Task instructions:
What is the number of lines below that hold "blocker"? Answer with that number only.

Data:
//! Block relationships seen from both ends

use eventgate_core::storage::EventStore;
use eventgate_core::test_utils::{assert_conflict, assert_not_found, TestWorld};
use eventgate_core::{AccessError, ConflictKind, NotFoundKind, PrivacySettings, ViewerContext};

#[tokio::test]
async fn test_block_symmetry() {
    let mut world = TestWorld::new();
    let a = world.verified_user("a").user_id.unwrap();
    let b = world.verified_user("b").user_id.unwrap();

    world.service.block(a, b, None).await.unwrap();
    assert!(world.service.are_blocked(a, b).await.unwrap());
    assert!(world.service.are_blocked(b, a).await.unwrap());

    // The blocked side may add its own edge; that is a different ordered pair
    world.service.block(b, a, Some("mutual".into())).await.unwrap();
    assert_conflict(world.service.block(a, b, None).await, ConflictKind::AlreadyBlocked);

    world.service.unblock(a, b).await.unwrap();
    // b's edge keeps them apart
    assert!(world.service.are_blocked(a, b).await.unwrap());
    world.service.unblock(b, a).await.unwrap();
    assert!(!world.service.are_blocked(a, b).await.unwrap());
}

#[tokio::test]
async fn test_block_side_rules() {
    let mut world = TestWorld::new();
    let a = world.verified_user("a").user_id.unwrap();
    let b = world.verified_user("b").user_id.unwrap();

    assert!(matches!(
        world.service.block(a, a, None).await,
        Err(AccessError::InvalidRequest(_))
    ));
    assert_not_found(world.service.unblock(a, b).await, NotFoundKind::Block);
}

#[tokio::test]
async fn test_filter_by_blocks_preserves_order() {
    let mut world = TestWorld::new();
    let viewer = world.verified_user("viewer");
    let friend = world.verified_user("friend");
    let blocked = world.verified_user("blocked");
    let blocker = world.verified_user("blocker");

    let slugs = ["f1", "b1", "f2", "k1", "f3"];
    let owners = [&friend, &blocked, &friend, &blocker, &friend];
    let events: Vec<_> = slugs
        .iter()
        .zip(owners)
        .map(|(slug, owner)| {
            let id = world.event(owner, slug, None, PrivacySettings::default());
            world.store.event_by_id(id, None).unwrap().unwrap()
        })
        .collect();

    let viewer_id = viewer.user_id.unwrap();
    world
        .service
        .block(viewer_id, blocked.user_id.unwrap(), None)
        .await
        .unwrap();
    world
        .service
        .block(blocker.user_id.unwrap(), viewer_id, None)
        .await
        .unwrap();

    let kept: Vec<String> = world
        .service
        .filter_by_blocks(events.clone(), viewer)
        .await
        .unwrap()
        .into_iter()
        .map(|e| e.slug)
        .collect();
    assert_eq!(kept, vec!["f1", "f2", "f3"]);

    let untouched = world
        .service
        .filter_by_blocks(events.clone(), ViewerContext::anonymous())
        .await
        .unwrap();
    assert_eq!(untouched, events);

    // Nothing here is owned by the viewer, so the blocked user's listing is intact
    let from_blocked = world
        .service
        .filter_by_blocks(events, blocked)
        .await
        .unwrap();
    assert_eq!(from_blocked.len(), 5);
}

#[tokio::test]
async fn test_blocked_participants_disappear_from_roster() {
    let mut world = TestWorld::new();
    let host = world.verified_user("host");
    let viewer = world.verified_user("viewer");
    let troll = world.verified_user("troll");
    let event = world.event(&host, "party", None, PrivacySettings::default());

    world.service.join(event, viewer).await.unwrap();
    world.service.join(event, troll).await.unwrap();
    world
        .service
        .block(viewer.user_id.unwrap(), troll.user_id.unwrap(), Some("spam".into()))
        .await
        .unwrap();

    let roster = world.service.list_participants(event, viewer).await.unwrap();
    assert_eq!(roster.len(), 2);
    let filtered = world.service.filter_participants(roster, viewer).await.unwrap();
    assert_eq!(filtered.len(), 1);
    assert_eq!(filtered[0].user_id, viewer.user_id.unwrap());

    let listed = world.service.list_blocked(viewer.user_id.unwrap()).await.unwrap();
    assert_eq!(listed.len(), 1);
    assert_eq!(listed[0].reason.as_deref(), Some("spam"));
}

Worked solution:
3